Open cblair opened 10 years ago
Observation: The lag in search may be partially occurring when rails is accessing large files to make the results list. Below is an output from a test. When searching through small documents ES responded with in 24 seconds (although 24 seconds is still too slow). However, when search gets to doc 17 it hangs (doc 17 is 6MB). I’m going to try and make this a priority for the rest of January.
This was tested see comments below.
INFO: Elasticsearch query completed in 24.342495639 seconds. User Load (771.3ms) SELECT "users".* FROM "users" WHERE "users"."id" = 1 LIMIT 1 Document Load (83.9ms) SELECT "documents".* FROM "documents" WHERE "documents"."id" = $1 LIMIT 1 [["id", 13]] Document Load (66.1ms) SELECT "documents".* FROM "documents" WHERE "documents"."user_id" = 1 Document Load (5.4ms) SELECT "documents".* FROM "documents" WHERE "documents"."id" = $1 LIMIT 1 [["id", 12]] Document Load (1.1ms) SELECT "documents".* FROM "documents" WHERE "documents"."id" = $1 LIMIT 1 [["id", 5]] Document Load (1.7ms) SELECT "documents".* FROM "documents" WHERE "documents"."id" = $1 LIMIT 1 [["id", 3]] Document Load (1.0ms) SELECT "documents".* FROM "documents" WHERE "documents"."id" = $1 LIMIT 1 [["id", 18]] Document Load (3.2ms) SELECT "documents".* FROM "documents" WHERE "documents"."id" = $1 LIMIT 1 [["id", 17]]
Accessing the metadata for each document (for the popup) may be a big cause of slow down. Accessing any large document in couch, even if the key/value is small, has been slow in the past. This should be tested. *Tested and confirmed as a cause of slow down. Suggestion; instead of collecting the metadata as part of the search change the metadata button so that it gets the metadata on click (i.e. don’t get metadata until called for).
Note that the initial HTTP request to ES returns the entire document for each document found. This gets large fast. The request/repsonse in strait Ruby was actully not bad in benchmark testing (about 0.3s for 30MB in ES). However, JSON parsing the response takes 5 or more times longer then the request (about 1.9s for 30 MB) this is not very scalable. Maybe try to have ES return just the file names and IDs?

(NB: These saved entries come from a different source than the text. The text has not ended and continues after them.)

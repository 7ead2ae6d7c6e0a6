mod common;

use poem::http::StatusCode;
use serde_json::json;

use common::{create_club, get, post, setup_test_client, signup};

#[tokio::test]
async fn test_welcome_and_health() {
    let (client, _app, _clock) = setup_test_client().await;

    let resp = client.get("/").send().await;
    resp.assert_status_is_ok();

    let (status, body) = get(&client, "/api", &[]).await;
    assert_eq!(status, StatusCode::OK);
    assert!(body["message"].as_str().unwrap().contains("Welcome"));

    let (status, body) = get(&client, "/api/health", &[]).await;
    assert_eq!(status, StatusCode::OK);
    assert_eq!(body["status"], "healthy");
}

#[tokio::test]
async fn test_create_requires_valid_session_before_fields() {
    let (client, _app, _clock) = setup_test_client().await;

    // No token and no fields: the session check comes first
    let (status, body) = post(&client, "/api/clubs/create", json!({})).await;
    assert_eq!(status, StatusCode::UNAUTHORIZED);
    assert_eq!(body["status_code"], 401);

    let (status, _) = post(
        &client,
        "/api/clubs/create",
        json!({"session_token": "not-a-real-token", "name": "Chess"}),
    )
    .await;
    assert_eq!(status, StatusCode::UNAUTHORIZED);

    let token = signup(&client, "x@d.edu", "x", "p").await;
    let (status, body) = post(
        &client,
        "/api/clubs/create",
        json!({"session_token": token, "name": "Chess"}),
    )
    .await;
    assert_eq!(status, StatusCode::BAD_REQUEST);
    assert!(body["message"].as_str().unwrap().contains("code"));
}

#[tokio::test]
async fn test_duplicate_code_or_name_conflicts() {
    let (client, _app, _clock) = setup_test_client().await;
    let token = signup(&client, "x@d.edu", "x", "p").await;

    let (status, _) = create_club(&client, &token, "chess", "Chess Club", &["Games"]).await;
    assert_eq!(status, StatusCode::OK);

    let (status, _) = create_club(&client, &token, "CHESS", "Other Name", &[]).await;
    assert_eq!(status, StatusCode::CONFLICT);

    let (status, _) = create_club(&client, &token, "other", "Chess Club", &[]).await;
    assert_eq!(status, StatusCode::CONFLICT);

    let (_, clubs) = get(&client, "/api/clubs", &[]).await;
    assert_eq!(clubs.as_array().unwrap().len(), 1);
}

#[tokio::test]
async fn test_list_and_search_clubs() {
    let (client, _app, _clock) = setup_test_client().await;
    let token = signup(&client, "x@d.edu", "x", "p").await;

    create_club(&client, &token, "robo", "Penn Robotics", &["Engineering", "engineering"]).await;
    create_club(&client, &token, "chess", "Chess Club", &["Games"]).await;

    let (status, clubs) = get(&client, "/api/clubs", &[]).await;
    assert_eq!(status, StatusCode::OK);
    assert_eq!(
        clubs,
        json!([
            {"code": "chess", "name": "Chess Club", "favorite_count": 0},
            {"code": "robo", "name": "Penn Robotics", "favorite_count": 0},
        ])
    );

    let (status, found) = get(&client, "/api/clubs/search", &[("string", "penn")]).await;
    assert_eq!(status, StatusCode::OK);
    let found = found.as_array().unwrap();
    assert_eq!(found.len(), 1);
    assert_eq!(found[0]["code"], "robo");
    assert_eq!(found[0]["tags"], json!(["engineering"]));
    assert_eq!(found[0]["description"], "About Penn Robotics");

    let (_, none) = get(&client, "/api/clubs/search", &[("string", "zzz")]).await;
    assert_eq!(none, json!([]));
}

#[tokio::test]
async fn test_search_matches_accented_names_in_any_case() {
    let (client, _app, _clock) = setup_test_client().await;
    let token = signup(&client, "x@d.edu", "x", "p").await;
    create_club(&client, &token, "ecole", "École Club", &[]).await;

    for query in ["École", "école", "Club", "cole"] {
        let (status, found) = get(&client, "/api/clubs/search", &[("string", query)]).await;
        assert_eq!(status, StatusCode::OK);
        assert_eq!(found.as_array().unwrap().len(), 1, "query {:?}", query);
        assert_eq!(found[0]["code"], "ecole");
    }
}

#[tokio::test]
async fn test_modify_with_mismatched_pair_is_rejected_without_changes() {
    let (client, _app, _clock) = setup_test_client().await;
    let token = signup(&client, "x@d.edu", "x", "p").await;
    create_club(&client, &token, "chess", "Chess Club", &["games"]).await;

    let (status, _) = post(
        &client,
        "/api/clubs/modify",
        json!({
            "session_token": token,
            "code": "chess",
            "name": "Wrong Name",
            "new_data": {"description": "changed", "tags": ["other"]},
        }),
    )
    .await;
    assert_eq!(status, StatusCode::BAD_REQUEST);

    let (_, found) = get(&client, "/api/clubs/search", &[("string", "chess")]).await;
    assert_eq!(found[0]["description"], "About Chess Club");
    assert_eq!(found[0]["tags"], json!(["games"]));
}

#[tokio::test]
async fn test_modify_ignores_unknown_patch_keys() {
    let (client, _app, _clock) = setup_test_client().await;
    let token = signup(&client, "x@d.edu", "x", "p").await;
    create_club(&client, &token, "chess", "Chess Club", &["games"]).await;

    let (status, _) = post(
        &client,
        "/api/clubs/modify",
        json!({
            "session_token": token,
            "code": "chess",
            "name": "Chess Club",
            "new_data": {"foo": "bar", "description": "Kings and queens", "tags": ["Strategy", "GAMES"]},
        }),
    )
    .await;
    assert_eq!(status, StatusCode::OK);

    let (_, found) = get(&client, "/api/clubs/search", &[("string", "chess")]).await;
    assert_eq!(found[0]["description"], "Kings and queens");
    assert_eq!(found[0]["tags"], json!(["games", "strategy"]));

    // An empty patch is accepted and changes nothing
    let (status, _) = post(
        &client,
        "/api/clubs/modify",
        json!({"session_token": token, "code": "chess", "name": "Chess Club", "new_data": {}}),
    )
    .await;
    assert_eq!(status, StatusCode::OK);
}

#[tokio::test]
async fn test_rename_onto_taken_name_conflicts() {
    let (client, _app, _clock) = setup_test_client().await;
    let token = signup(&client, "x@d.edu", "x", "p").await;
    create_club(&client, &token, "chess", "Chess Club", &[]).await;
    create_club(&client, &token, "go", "Go Club", &[]).await;

    let (status, _) = post(
        &client,
        "/api/clubs/modify",
        json!({
            "session_token": token,
            "code": "go",
            "name": "Go Club",
            "new_data": {"name": "Chess Club"},
        }),
    )
    .await;
    assert_eq!(status, StatusCode::CONFLICT);
}

#[tokio::test]
async fn test_delete_club() {
    let (client, _app, _clock) = setup_test_client().await;
    let token = signup(&client, "x@d.edu", "x", "p").await;
    create_club(&client, &token, "chess", "Chess Club", &["games"]).await;

    let (status, _) = post(
        &client,
        "/api/clubs/delete",
        json!({"code": "chess", "name": "Chess Club"}),
    )
    .await;
    assert_eq!(status, StatusCode::UNAUTHORIZED);

    let (status, _) = post(
        &client,
        "/api/clubs/delete",
        json!({"session_token": token, "code": "chess", "name": "Other"}),
    )
    .await;
    assert_eq!(status, StatusCode::BAD_REQUEST);

    let (status, _) = post(
        &client,
        "/api/clubs/delete",
        json!({"session_token": token, "code": "chess", "name": "Chess Club"}),
    )
    .await;
    assert_eq!(status, StatusCode::OK);

    let (_, clubs) = get(&client, "/api/clubs", &[]).await;
    assert_eq!(clubs, json!([]));

    // The tag outlives its last club
    let (_, tags) = get(&client, "/api/tag", &[]).await;
    assert_eq!(tags, json!([{"name": "games", "club_count": 0}]));
}

#[tokio::test]
async fn test_club_favoriters() {
    let (client, _app, _clock) = setup_test_client().await;
    let alice = signup(&client, "alice@d.edu", "alice", "p").await;
    let bob = signup(&client, "bob@d.edu", "bob", "p").await;
    create_club(&client, &alice, "chess", "Chess Club", &[]).await;

    for token in [&alice, &bob] {
        let (status, _) = post(
            &client,
            "/api/user/favoriting",
            json!({"session_token": token, "code": "chess"}),
        )
        .await;
        assert_eq!(status, StatusCode::OK);
    }

    let (status, users) = get(&client, "/api/clubs/favorite_users", &[("name", "Chess Club")]).await;
    assert_eq!(status, StatusCode::OK);
    assert_eq!(
        users,
        json!([
            {"email": "alice@d.edu", "username": "alice"},
            {"email": "bob@d.edu", "username": "bob"},
        ])
    );

    let (status, _) = get(&client, "/api/clubs/favorite_users", &[]).await;
    assert_eq!(status, StatusCode::BAD_REQUEST);

    let (status, _) = get(&client, "/api/clubs/favorite_users", &[("code", "nope")]).await;
    assert_eq!(status, StatusCode::NOT_FOUND);
}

Updaed search to just return document IDs, search is much faster now. We will lose some of the new search features but we really need search working fast for now.
Current state of search:
Thanks Shane, I'll verify the state of things and close/finish if necessary.
It sucks. Its slow. Find the slowest parts (indexing, displaying, autocomplete), and make it not suck.
Also, Shane will play with this too, but whoever finds the best solutions wins.